Is there a world in which we pay for what we now use for free?
I would love to see a world where developers can build what they love and make a living doing it. Recent innovations like Github sponsors, and Patreon have allowed some prominent open source contributors the ability to work full time on their open source projects which I think is really cool.
If you take any project's dependency tree it's filled with a pyramid of hundreds of modules. I could image a payment structure that somehow divided down fees for each package perhaps based on a set of criteria perhaps module size, version count, commit count, where the price would be fractions of a cent over a period of time.
Imagine using a module and paying $0.15 per month. For a small module that gets 4,018 downloads a month thats around $600 for that one module.
I think we've taken for granted this era of technology where companies valued in the millions are built using hours of free labor.
As someone who loves creating open source projects, it would be nice if as a developer I could lead a different self-guided way of making money that didn't revolve around working for a large tech company.
Top comments (3)
I don't think this will work. Open-source projects don't make money from selling the functionality but from premium support and donations. If a project is truly useful, it will get donations from companies that use it. Many companies donate thousands of dollars per year per project. That is how big open-source projects survive. Also, many open-source projects are actually maintained by big companies that just want to make the code freely available.

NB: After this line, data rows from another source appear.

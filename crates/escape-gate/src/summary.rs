//! Contribution summary and gate evaluation
//!
//! Answers two separate questions for a stage: did enough different people
//! help, and did every roster member personally do their part.

use super::gate::ContributionGate;
use escape_core::normalize;
use escape_core::{SceneState, StageLedger};
use serde::{Deserialize, Serialize};
use std::collections::HashSet;

/// Participation snapshot for one stage
#[derive(Debug, Clone, PartialEq, Eq, Serialize, Deserialize)]
#[serde(rename_all = "camelCase")]
pub struct ContributionSummary {
    /// Gate switch carried over from the configuration
    pub enabled: bool,

    pub stage_index: u32,

    pub required_distinct: u32,

    pub min_actions_per_player: u32,

    /// Users with any logged action, roster or not
    pub distinct_contributors: u32,

    /// Every roster member reached `min_actions_per_player`
    pub all_players_met_minimum: bool,

    /// Full per-user counts for the stage
    pub by_user: StageLedger,

    /// Roster members still below the minimum, in roster order
    pub missing_user_ids: Vec<String>,
}

impl ContributionSummary {
    /// Short status line for clients, e.g. `"3/4 contributors, need 1 action each; missing: u4"`.
    pub fn message(&self) -> String {
        if !self.enabled {
            return "Contribution gate disabled".to_string();
        }

        let noun = if self.min_actions_per_player == 1 { "action" } else { "actions" };
        let mut message = format!(
            "{}/{} contributors, need {} {} each",
            self.distinct_contributors, self.required_distinct, self.min_actions_per_player, noun
        );
        if !self.missing_user_ids.is_empty() {
            message.push_str(&format!("; missing: {}", self.missing_user_ids.join(", ")));
        }
        message
    }
}

/// Trim, drop blanks and dedupe a roster, keeping first-seen order.
fn normalize_roster(team_user_ids: &[String]) -> Vec<String> {
    let mut seen = HashSet::new();
    team_user_ids
        .iter()
        .map(|id| id.trim())
        .filter(|id| !id.is_empty())
        .filter(|id| seen.insert(id.to_string()))
        .map(str::to_string)
        .collect()
}

/// Summarize who has acted on `stage_index`. Read-only.
pub fn summarize_stage_contributions(
    scene: &SceneState,
    stage_index: f64,
    team_user_ids: &[String],
    gate: &ContributionGate,
) -> ContributionSummary {
    let stage = normalize::stage_index(stage_index, 1);
    let ledger = scene.ledger();
    let by_user = ledger.stage(stage).cloned().unwrap_or_default();
    let roster = normalize_roster(team_user_ids);

    let roster_size = u32::try_from(roster.len()).unwrap_or(u32::MAX);
    let required_distinct = gate.required_distinct.unwrap_or(roster_size);
    let min_actions_per_player = gate.min_actions_per_player;

    let distinct_contributors = by_user.values().filter(|count| **count > 0).count();

    let missing_user_ids: Vec<String> = roster
        .into_iter()
        .filter(|user| by_user.get(user).copied().unwrap_or(0) < min_actions_per_player)
        .collect();

    ContributionSummary {
        enabled: gate.enabled,
        stage_index: stage,
        required_distinct,
        min_actions_per_player,
        distinct_contributors: u32::try_from(distinct_contributors).unwrap_or(u32::MAX),
        all_players_met_minimum: missing_user_ids.is_empty(),
        by_user,
        missing_user_ids,
    }
}

/// Disabled gates always pass; otherwise both checks must hold.
pub fn is_contribution_gate_satisfied(summary: &ContributionSummary) -> bool {
    if !summary.enabled {
        return true;
    }
    summary.distinct_contributors >= summary.required_distinct && summary.all_players_met_minimum
}

#[cfg(test)]
mod tests {
    use super::*;
    use serde_json::json;

    fn roster(ids: &[&str]) -> Vec<String> {
        ids.iter().map(|s| s.to_string()).collect()
    }

    fn scene(ledger: serde_json::Value) -> SceneState {
        SceneState::from_value(&json!({ "stageContributions": ledger }))
    }

    #[test]
    fn test_roster_is_trimmed_and_deduped() {
        let ids = roster(&[" u1", "u2", "u1", "  ", "u3 "]);
        assert_eq!(normalize_roster(&ids), roster(&["u1", "u2", "u3"]));
    }

    #[test]
    fn test_required_distinct_defaults_to_roster_size() {
        let gate = ContributionGate::default();
        let summary = summarize_stage_contributions(
            &SceneState::new(),
            1.0,
            &roster(&["a", "b", "a", "c"]),
            &gate,
        );
        assert_eq!(summary.required_distinct, 3);
        assert_eq!(summary.distinct_contributors, 0);
        assert_eq!(summary.missing_user_ids, roster(&["a", "b", "c"]));
        assert!(!is_contribution_gate_satisfied(&summary));
    }

    #[test]
    fn test_non_roster_contributors_still_count() {
        let gate = ContributionGate {
            enabled: true,
            required_distinct: Some(2),
            min_actions_per_player: 1,
        };
        let summary = summarize_stage_contributions(
            &scene(json!({ "1": { "u1": 1, "departed": 3 } })),
            1.0,
            &roster(&["u1"]),
            &gate,
        );
        assert_eq!(summary.distinct_contributors, 2);
        assert_eq!(summary.by_user.get("departed"), Some(&3));
        assert!(summary.all_players_met_minimum);
        assert!(is_contribution_gate_satisfied(&summary));
    }

    #[test]
    fn test_message() {
        let gate = ContributionGate {
            enabled: true,
            required_distinct: Some(4),
            min_actions_per_player: 1,
        };
        let summary = summarize_stage_contributions(
            &scene(json!({ "2": { "u1": 1, "u2": 1, "u3": 1 } })),
            2.0,
            &roster(&["u1", "u2", "u3", "u4"]),
            &gate,
        );
        assert_eq!(summary.message(), "3/4 contributors, need 1 action each; missing: u4");
    }

    #[test]
    fn test_wire_format() {
        let summary = summarize_stage_contributions(
            &scene(json!({ "1": { "u1": 2 } })),
            1.0,
            &roster(&["u1"]),
            &ContributionGate::default(),
        );
        let json = serde_json::to_value(&summary).unwrap();
        assert_eq!(json["stageIndex"], 1);
        assert_eq!(json["distinctContributors"], 1);
        assert_eq!(json["allPlayersMetMinimum"], true);
        assert_eq!(json["byUser"], json!({ "u1": 2 }));
        assert_eq!(json["missingUserIds"], json!([]));
    }
}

Now, why won't your idea work? Let's assume that you have ProjectX open-source. But it depends on three other projects and those can also depend on others. Where do you draw the line for paying? Do you pay only to the top-most project? Do you drip-down payments to the rest? If you only pay 0.15$, there may be even less than 1 cent per project. Do you pay 15 cents per project/ the total cost can reach 10 or maybe even 20$ (or a lot more on certain frameworks). Totally not sustainable.
Also, under what circumstances will you ask for money? Will I need to pay just for commercial projects or for home projects as well? Also, at what point will an experiment turn in a commercial one? Furthermore, how will you enforce payment?
Open-source projects should remain as they are. There are projects that do offer something similar to what you described. A game engine comes in mind now. The code is freely available and you are free to use it, but once you get more than a certain amount in sales, you pay a percentage (4% I think) of the revenue.
Wow, thank you Pazvanti for your wise and well worded response. I've been considering the current crypto-craze and thinking about digital commodities and the world of Non-fungible tokens (NFT's). For some reason my mind is trying to create value / worth in all things that we currently deem as free. I value your insight and I do I think you're right, this will never happen as I described, it's to cumbersome.
There are ways to monetize open-source projects. People that work on them need to get paid as well and it is a big industry. There are many licenses available or maybe even partial-openness.
The big problem, for any project/product, is not getting the money, is making something useful enough that people or companies want to pay.